Noor: A Champion Thoroughbred's Unlikely Journey from California to Kentucky
Available now from The History Press
- Which Thoroughbred is the best race horse hardly anyone remembers?
- Which horse beat Triple Crown winner Citation in four consecutive races, and set three world records in the process?
- Who was the first horse defeat two Triple Crown winners?
- Which horse won the richest race in the world in 1950?
- Which champion handicapper arguably should have been voted Horse of the Year?
- After being lost and forgotten for years, which horse's remains were found and shipped across the United States for reburial at Old Friends in Kentucky?
While Seabiscuit is perhaps the best-known Thoroughbred in history, Charles S. Howard owned another remarkable race horse that should never be forgotten. Howard's Irish-bred Noor dominated the 1950 racing season, setting three world records in victories over Citation and winning the Hollywood Gold Cup by defeating a Triple Crown winner, the Horse of the Year, and the previous year's Kentucky Derby winner. Sadly, that fame faded as he failed to sire champions, and Noor was buried in an unmarked grave in the infield of a training track in Northern California.
In Noor: A Champion Thoroughbred's Unlikely Journey from California to Kentucky, veteran turf writer Milt Toby recounts Noor's colorful career and the inspiring story of racing enthusiast Charlotte Farmer's personal mission to exhume the horse's remains for reburial in Central Kentucky.
Milt's previous book, Dancer's Image: The Forgotten Story of the 1968 Kentucky Derby, was honored with the Dr.

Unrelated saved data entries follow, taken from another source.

//! Query term normalization.

/// Leading characters that restrict a term's scope: `#` instance methods,
/// `.` class-level members, `:` namespaces.
pub const SCOPE_MODIFIERS: [char; 3] = ['#', '.', ':'];

/// Case-fold a term or field value for comparison.
pub fn normalize(term: &str) -> String {
    term.to_lowercase()
}

/// Remove a single leading scope modifier, if present.
pub fn strip_leading_modifier(term: &str) -> &str {
    term.strip_prefix(SCOPE_MODIFIERS).unwrap_or(term)
}

/// Remove every leading scope modifier, as used for highlighting.
pub(crate) fn strip_all_modifiers(term: &str) -> &str {
    term.trim_start_matches(SCOPE_MODIFIERS)
}

/// Remove leading and trailing `:` runs, leaving the bare namespace segment text.
pub(crate) fn strip_namespace_colons(term: &str) -> &str {
    term.trim_matches(':')
}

Tony Ryan Book Award for the best book about Thoroughbred racing published in 2012 and an American Horse Publications Award for the best equine book of the year.

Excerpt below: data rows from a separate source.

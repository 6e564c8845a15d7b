//! Raw search hits produced by the catalog walk.

use ahash::AHashSet;
use serde::Serialize;
use std::fmt;

/// Kind of catalog entity a hit refers to.
#[derive(Debug, Clone, Copy, PartialEq, Eq, Hash, Serialize)]
#[serde(rename_all = "snake_case")]
pub enum HitKind {
    Type,
    InstanceMethod,
    ClassMethod,
    Constructor,
    Macro,
    Constant,
}

impl HitKind {
    /// Method kinds in the order a type's members are searched.
    pub const METHOD_KINDS: [Self; 4] = [
        Self::InstanceMethod,
        Self::ClassMethod,
        Self::Constructor,
        Self::Macro,
    ];

    /// Scope prefix shown before a member name: `#` for instance methods,
    /// `.` for class-level members, none otherwise.
    pub const fn prefix(self) -> Option<&'static str> {
        match self {
            Self::InstanceMethod => Some("#"),
            Self::ClassMethod | Self::Macro | Self::Constructor => Some("."),
            Self::Type | Self::Constant => None,
        }
    }

    /// Whether a `.`-scoped term may select this kind.
    pub const fn is_class_scoped(self) -> bool {
        matches!(self, Self::ClassMethod | Self::Macro | Self::Constructor)
    }

    pub const fn as_str(self) -> &'static str {
        match self {
            Self::Type => "type",
            Self::InstanceMethod => "instance_method",
            Self::ClassMethod => "class_method",
            Self::Constructor => "constructor",
            Self::Macro => "macro",
            Self::Constant => "constant",
        }
    }
}

impl fmt::Display for HitKind {
    fn fmt(&self, f: &mut fmt::Formatter<'_>) -> fmt::Result {
        f.write_str(self.as_str())
    }
}

/// Which part of an entity a query term matched.
#[derive(Debug, Clone, Copy, PartialEq, Eq, Hash, Serialize)]
#[serde(rename_all = "snake_case")]
pub enum MatchedField {
    Name,
    Doc,
    Args,
    /// The owning type's fully qualified name (member hits only).
    Type,
}

/// One matched catalog entity with match bookkeeping and display attributes.
#[derive(Debug, Clone, PartialEq, Eq, Serialize)]
pub struct Hit {
    pub kind: HitKind,
    /// Fields in the order they matched. Repeats count as extra evidence.
    pub matched_fields: Vec<MatchedField>,
    /// Normalized terms in the order they matched, repeats included.
    pub matched_terms: Vec<String>,
    /// Anchor id of the entity within its page.
    pub id: String,
    /// Display name: last namespace segment for types, member name otherwise.
    pub name: String,
    /// Type full name, or `Owner#member` for members.
    pub full_name: String,
    /// Stored link relative to the documentation root, anchor included for members.
    pub href: String,
    pub summary: Option<String>,
    pub args_string: Option<String>,
    /// Full name of the owning type; `None` for type hits.
    pub owner: Option<String>,
    /// Declaration kind of a type hit (class, struct, module, ...).
    pub type_kind: Option<String>,
    /// Value of a constant hit.
    pub value: Option<String>,
}

impl Hit {
    pub fn has_field(&self, field: MatchedField) -> bool {
        self.matched_fields.contains(&field)
    }

    /// True when documentation is the only field that matched.
    pub fn matched_only_doc(&self) -> bool {
        self.matched_fields.len() == 1 && self.has_field(MatchedField::Doc)
    }

    /// Number of distinct normalized terms this hit matched.
    pub fn distinct_term_count(&self) -> usize {
        self.matched_terms
            .iter()
            .map(String::as_str)
            .collect::<AHashSet<_>>()
            .len()
    }

    /// Label used to compare name-match positions: kind prefix plus name,
    /// or the full name for types.
    pub(crate) fn ranking_label(&self) -> String {
        let base = if self.kind == HitKind::Type {
            &self.full_name
        } else {
            &self.name
        };
        format!("{}{}", self.kind.prefix().unwrap_or(""), base).to_lowercase()
    }
}

/// Accumulates predicate results for one entity before a hit is emitted.
#[derive(Debug, Default)]
pub(crate) struct MatchAccumulator {
    fields: Vec<MatchedField>,
    terms: Vec<String>,
}

impl MatchAccumulator {
    /// Record a predicate result; a `None` leaves the accumulator untouched.
    pub(crate) fn record(&mut self, field: MatchedField, terms: Option<Vec<String>>) {
        if let Some(terms) = terms {
            self.fields.push(field);
            self.terms.extend(terms);
        }
    }

    pub(crate) fn is_empty(&self) -> bool {
        self.terms.is_empty()
    }

    pub(crate) fn into_parts(self) -> (Vec<MatchedField>, Vec<String>) {
        (self.fields, self.terms)
    }
}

Introduction: Noor: A Champion Thoroughbred's Unlikely Journey from California to Kentucky
A few minutes after sunrise on a foggy west Texas highway, a Greyhound bus piloted by a substitute driver rushing to make up lost time slammed head-on into an automobile driven by golfer Ben Hogan. In the split second before impact, Hogan flung himself across the passenger seat to protect his wife, Valerie. The instinctive decision saved Hogan's life, but the Cadillac was demolished in the collision and the golfer sustained serious injuries. Complications set in early on, and for a time it was not at all clear whether Hogan ever would play golf again.
The year was 1949 and one of the world's best golfers was out of action for the foreseeable future, maybe forever.

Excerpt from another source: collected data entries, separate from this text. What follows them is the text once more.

//! Catalog traversal that applies query predicates to every entity.

use super::hit::{Hit, HitKind, MatchAccumulator, MatchedField};
use super::query::Query;
use crate::catalog::{ConstantEntry, MethodEntry, TypeEntry};

/// A catalog entity together with the context needed to match it.
#[derive(Debug, Clone, Copy)]
pub(crate) enum Entity<'a> {
    Type(&'a TypeEntry),
    Method {
        entry: &'a MethodEntry,
        kind: HitKind,
        owner: &'a TypeEntry,
    },
    Constant {
        entry: &'a ConstantEntry,
        owner: &'a TypeEntry,
    },
}

impl<'a> Entity<'a> {
    /// Run this entity's predicates, producing at most one hit.
    pub(crate) fn evaluate(self, query: &Query) -> Option<Hit> {
        match self {
            Self::Type(ty) => evaluate_type(ty, query),
            Self::Method { entry, kind, owner } => evaluate_method(entry, kind, owner, query),
            Self::Constant { entry, owner } => evaluate_constant(entry, owner, query),
        }
    }

    /// Members searched beneath this entity, in authored order.
    ///
    /// Only types have members: methods by kind, then constants, then nested types.
    pub(crate) fn children(self) -> Box<dyn Iterator<Item = Entity<'a>> + 'a> {
        match self {
            Self::Type(ty) => Box::new(
                HitKind::METHOD_KINDS
                    .into_iter()
                    .flat_map(move |kind| {
                        methods_of(ty, kind).iter().map(move |entry| Entity::Method {
                            entry,
                            kind,
                            owner: ty,
                        })
                    })
                    .chain(
                        ty.constants
                            .iter()
                            .map(move |entry| Entity::Constant { entry, owner: ty }),
                    )
                    .chain(ty.types.iter().map(Entity::Type)),
            ),
            Self::Method { .. } | Self::Constant { .. } => Box::new(std::iter::empty()),
        }
    }
}

fn methods_of(ty: &TypeEntry, kind: HitKind) -> &[MethodEntry] {
    match kind {
        HitKind::InstanceMethod => &ty.instance_methods,
        HitKind::ClassMethod => &ty.class_methods,
        HitKind::Constructor => &ty.constructors,
        HitKind::Macro => &ty.macros,
        HitKind::Type | HitKind::Constant => &[],
    }
}

/// Collects hits over a whole catalog tree.
#[derive(Debug, Default)]
pub(crate) struct HitCollector {
    hits: Vec<Hit>,
    visited: usize,
}

impl HitCollector {
    /// Visit an entity and everything beneath it.
    ///
    /// A type's members are searched whether or not the type itself matched.
    pub(crate) fn recurse(&mut self, entity: Entity<'_>, query: &Query) {
        self.visited += 1;
        if let Some(hit) = entity.evaluate(query) {
            self.hits.push(hit);
        }
        for child in entity.children() {
            self.recurse(child, query);
        }
    }

    pub(crate) fn finish(self) -> Vec<Hit> {
        tracing::trace!(
            "Visited {} entities, collected {} hits",
            self.visited,
            self.hits.len()
        );
        self.hits
    }
}

/// Walk the tree under `root` and return every matching entity, unranked.
pub fn collect_hits(root: &TypeEntry, query: &Query) -> Vec<Hit> {
    if query.is_empty() {
        return Vec::new();
    }
    let mut collector = HitCollector::default();
    collector.recurse(Entity::Type(root), query);
    collector.finish()
}

fn non_empty(value: &str) -> Option<String> {
    (!value.is_empty()).then(|| value.to_string())
}

fn evaluate_type(ty: &TypeEntry, query: &Query) -> Option<Hit> {
    let name = ty.display_name();

    let mut acc = MatchAccumulator::default();
    acc.record(MatchedField::Name, query.matches_plain_field(Some(name)));
    acc.record(
        MatchedField::Name,
        query.matches_namespace(Some(&ty.full_name)),
    );
    acc.record(MatchedField::Doc, query.matches_plain_field(ty.doc.as_deref()));

    if acc.is_empty() {
        return None;
    }
    let (matched_fields, matched_terms) = acc.into_parts();

    Some(Hit {
        kind: HitKind::Type,
        matched_fields,
        matched_terms,
        id: ty.html_id.clone(),
        name: name.to_string(),
        full_name: ty.full_name.clone(),
        href: ty.path.clone(),
        summary: ty.summary.clone(),
        args_string: None,
        owner: None,
        type_kind: non_empty(&ty.kind),
        value: None,
    })
}

fn evaluate_method(
    entry: &MethodEntry,
    kind: HitKind,
    owner: &TypeEntry,
    query: &Query,
) -> Option<Hit> {
    let mut acc = MatchAccumulator::default();
    acc.record(
        MatchedField::Name,
        query.matches_method_name(&entry.name, kind, &owner.full_name),
    );
    for arg in &entry.args {
        acc.record(
            MatchedField::Args,
            query.matches_plain_field(Some(&arg.external_name)),
        );
    }
    // Members are matched against the owner's documentation, not their own.
    acc.record(
        MatchedField::Doc,
        query.matches_plain_field(owner.doc.as_deref()),
    );

    if acc.is_empty() {
        return None;
    }
    acc.record(
        MatchedField::Type,
        query.matches_plain_field(Some(&owner.full_name)),
    );
    let (matched_fields, matched_terms) = acc.into_parts();

    Some(Hit {
        kind,
        matched_fields,
        matched_terms,
        id: entry.html_id.clone(),
        name: entry.name.clone(),
        full_name: format!("{}#{}", owner.full_name, entry.name),
        href: format!("{}#{}", owner.path, entry.html_id),
        summary: entry.summary.clone(),
        args_string: entry.args_string.clone(),
        owner: Some(owner.full_name.clone()),
        type_kind: None,
        value: None,
    })
}

fn evaluate_constant(entry: &ConstantEntry, owner: &TypeEntry, query: &Query) -> Option<Hit> {
    let mut acc = MatchAccumulator::default();
    acc.record(MatchedField::Name, query.matches_plain_field(Some(&entry.name)));
    acc.record(
        MatchedField::Doc,
        query.matches_plain_field(entry.doc.as_deref()),
    );

    if acc.is_empty() {
        return None;
    }
    acc.record(
        MatchedField::Type,
        query.matches_plain_field(Some(&owner.full_name)),
    );
    let (matched_fields, matched_terms) = acc.into_parts();

    Some(Hit {
        kind: HitKind::Constant,
        matched_fields,
        matched_terms,
        id: entry.id.clone(),
        name: entry.name.clone(),
        full_name: format!("{}#{}", owner.full_name, entry.name),
        href: format!("{}#{}", owner.path, entry.id),
        summary: entry.summary.clone(),
        args_string: None,
        owner: Some(owner.full_name.clone()),
        type_kind: None,
        value: entry.value.clone(),
    })
}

Another sports icon of post-war America, the Thoroughbred race horse Citation, Triple Crown winner and Horse of the Year, already was on the sidelines at the time of Hogan's accident. After winning the 1948 Pimlico Special in a walkover when no other trainer could be enticed to run a horse against him, Citation was shipped to California to prepare for an assault the next year on two major records: Stymie's career earnings mark of $918,485 was the first objective; becoming Thoroughbred racing's first millionaire was the second.
Achieving either goal was far from a sure thing, even for a stellar horse like Citation, but neither objective was outside the realm of possibility. California tracks offered more than their share of lucrative opportunities, including the rich Santa Anita Handicap and the Hollywood Gold Cup. For a stable with Calumet's history of winning just about everything in sight, along with the general prejudice held against West Coast horses by the Eastern elite, the rich California purses must have looked like low-hanging fruit, ready to be picked.